On Thu, 21 May 2026 06:15:17 -0400 Jamal Hadi Salim wrote:

quoted

quoted

This is the same claim as sashiko1 but sashiko2 gave a much more
convincing description ;->
skb_has_shared_frag() is only true if the frags are flagged as
SKBFL_SHARED_FRAG (which is what the repro did); however, if we get
frags from eg a driver on ingress and that skb gets cloned with frags
we won't catch it.
One approach is to do an if (skb_has_any_shared_frags(skb)) and then
do a skb_linearize_cow() but that sounds like overkill.

Yeah, this would be overkill - imagine running tcpdump 100% will be cloned

quoted

Another which will make the patch even uglier (but less expensive) is
to add an extra check insde the patch's "if (write_offset < 0)"
to do:  if (write_offset + (int)sizeof(hdata) > 0) { skb_ensure_writable()}

To be precise, something like attached (untested, uncompiled)

Can we not pull the headers? Do you know of anyone modifying payloads
with pedit?

not sure - but it is not unreasonable if someone used it for such a case.

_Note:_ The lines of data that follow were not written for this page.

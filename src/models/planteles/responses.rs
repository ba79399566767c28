use serde::Serialize;

use super::entities::Plantel;
use super::theme::CampusTheme;

#[derive(Debug, Serialize)]
pub struct PlantelResponse {
    pub plantel: Plantel,
    pub theme: CampusTheme,
}

#[derive(Debug, Serialize)]
pub struct PlantelListResponse {
    pub items: Vec<Plantel>,
}

#[derive(Debug, Serialize)]
pub struct AulasActualizadasResponse {
    pub total_aulas: i32,
    pub aulas_ocupadas: i64,
    pub aulas_disponibles: i64,
}
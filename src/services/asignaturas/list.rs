use std::collections::BTreeMap;

use actix_web::{HttpRequest, HttpResponse, Result as ActixResult};

use crate::models::{
    ApiResponse, ErrorCode,
    asignaturas::responses::{
        AsignaturaConGrupo, AsignaturaGrupoPorCarrera, AsignaturaListResponse,
    },
    planteles::theme::CampusTheme,
};
use crate::services::{acting_plantel, authenticated_user};

use super::AsignaturaService;

/// Subject catalog of the campus, grouped per program.
pub async fn handle_list_asignaturas(
    service: &AsignaturaService,
    request: &HttpRequest,
) -> ActixResult<HttpResponse> {
    let user = match authenticated_user(request) {
        Ok(user) => user,
        Err(resp) => return Ok(resp),
    };
    let plantel_id = match acting_plantel(&user) {
        Ok(id) => id,
        Err(resp) => return Ok(resp),
    };
    let storage = service.get_storage(request);

    let rows = match storage.list_asignaturas_catalog(plantel_id).await {
        Ok(rows) => rows,
        Err(e) => {
            return Ok(
                HttpResponse::InternalServerError().json(ApiResponse::error_empty(
                    ErrorCode::InternalServerError,
                    format!("Subject listing failed: {e}"),
                )),
            );
        }
    };

    let mut por_carrera: BTreeMap<(String, i64), Vec<AsignaturaConGrupo>> = BTreeMap::new();
    for row in rows {
        por_carrera
            .entry((row.carrera_nombre.clone(), row.carrera_id))
            .or_default()
            .push(AsignaturaConGrupo {
                asignatura: row.asignatura,
                grupo_nombre: row.grupo_nombre,
                grado: row.grado,
            });
    }

    let plantel = storage.get_plantel_by_id(plantel_id).await.ok().flatten();
    let theme = CampusTheme::resolve(plantel.as_ref());

    let response = AsignaturaListResponse {
        carreras: por_carrera
            .into_iter()
            .map(
                |((carrera_nombre, carrera_id), asignaturas)| AsignaturaGrupoPorCarrera {
                    carrera_id,
                    carrera_nombre,
                    asignaturas,
                },
            )
            .collect(),
        theme,
    };

    Ok(HttpResponse::Ok().json(ApiResponse::success(
        response,
        "Subjects retrieved successfully",
    )))
}
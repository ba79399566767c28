//! Subject entity

use sea_orm::entity::prelude::*;

#[derive(Clone, Debug, PartialEq, DeriveEntityModel)]
#[sea_orm(table_name = "asignaturas")]
pub struct Model {
    #[sea_orm(primary_key)]
    pub id: i64,
    pub grupo_id: i64,
    pub carrera_id: i64,
    pub nombre: String,
    pub clave: Option<String>,
    pub creditos: Option<i32>,
    pub seriacion_id: Option<i64>,
}

#[derive(Copy, Clone, Debug, EnumIter, DeriveRelation)]
pub enum Relation {
    #[sea_orm(
        belongs_to = "super::grupos::Entity",
        from = "Column::GrupoId",
        to = "super::grupos::Column::Id"
    )]
    Grupo,
    #[sea_orm(
        belongs_to = "super::carreras::Entity",
        from = "Column::CarreraId",
        to = "super::carreras::Column::Id"
    )]
    Carrera,
    #[sea_orm(
        belongs_to = "Entity",
        from = "Column::SeriacionId",
        to = "Column::Id"
    )]
    Seriacion,
    #[sea_orm(has_many = "super::calificaciones::Entity")]
    Calificaciones,
    #[sea_orm(has_many = "super::asignatura_docentes::Entity")]
    AsignaturaDocentes,
}

impl Related<super::grupos::Entity> for Entity {
    fn to() -> RelationDef {
        Relation::Grupo.def()
    }
}

impl Related<super::carreras::Entity> for Entity {
    fn to() -> RelationDef {
        Relation::Carrera.def()
    }
}

impl Related<super::calificaciones::Entity> for Entity {
    fn to() -> RelationDef {
        Relation::Calificaciones.def()
    }
}

impl Related<super::asignatura_docentes::Entity> for Entity {
    fn to() -> RelationDef {
        Relation::AsignaturaDocentes.def()
    }
}

impl ActiveModelBehavior for ActiveModel {}

// Database model to business model
impl Model {
    pub fn into_asignatura(self) -> crate::models::asignaturas::entities::Asignatura {
        use crate::models::asignaturas::entities::Asignatura;

        Asignatura {
            id: self.id,
            grupo_id: self.grupo_id,
            carrera_id: self.carrera_id,
            nombre: self.nombre,
            clave: self.clave,
            creditos: self.creditos,
            seriacion_id: self.seriacion_id,
        }
    }
}
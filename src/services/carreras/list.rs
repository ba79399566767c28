use actix_web::{HttpRequest, HttpResponse, Result as ActixResult};

use crate::models::{
    ApiResponse, ErrorCode,
    carreras::responses::CarreraListResponse,
};
use crate::services::{acting_plantel, authenticated_user};

use super::CarreraService;

pub async fn handle_list_carreras(
    service: &CarreraService,
    request: &HttpRequest,
) -> ActixResult<HttpResponse> {
    let user = match authenticated_user(request) {
        Ok(user) => user,
        Err(resp) => return Ok(resp),
    };
    let plantel_id = match acting_plantel(&user) {
        Ok(id) => id,
        Err(resp) => return Ok(resp),
    };
    let storage = service.get_storage(request);

    match storage.list_carreras(plantel_id).await {
        Ok(items) => Ok(HttpResponse::Ok().json(ApiResponse::success(
            CarreraListResponse { items },
            "Programs retrieved successfully",
        ))),
        Err(e) => Ok(
            HttpResponse::InternalServerError().json(ApiResponse::error_empty(
                ErrorCode::InternalServerError,
                format!("Program listing failed: {e}"),
            )),
        ),
    }
}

The concept of "shared frags" is silly IMHO, if I'm checking right only
rxrpc and xfrm think that it's a thing. I'm hoping to delete that and
reclaim the flag id in net-next...

All these issues stem from the shared frags point, but the patchlet i
showed is unrelated to SKBFL_SHARED_FRAG, it is more related to
cloned+frags.
If you remove it in net-next - does that necessitate removing all
"fixes" that tried to address that issue? It seems like that would be
sensible, but it makes me wonder why the shared frags concept exists
in the first place.

cheers,
jamal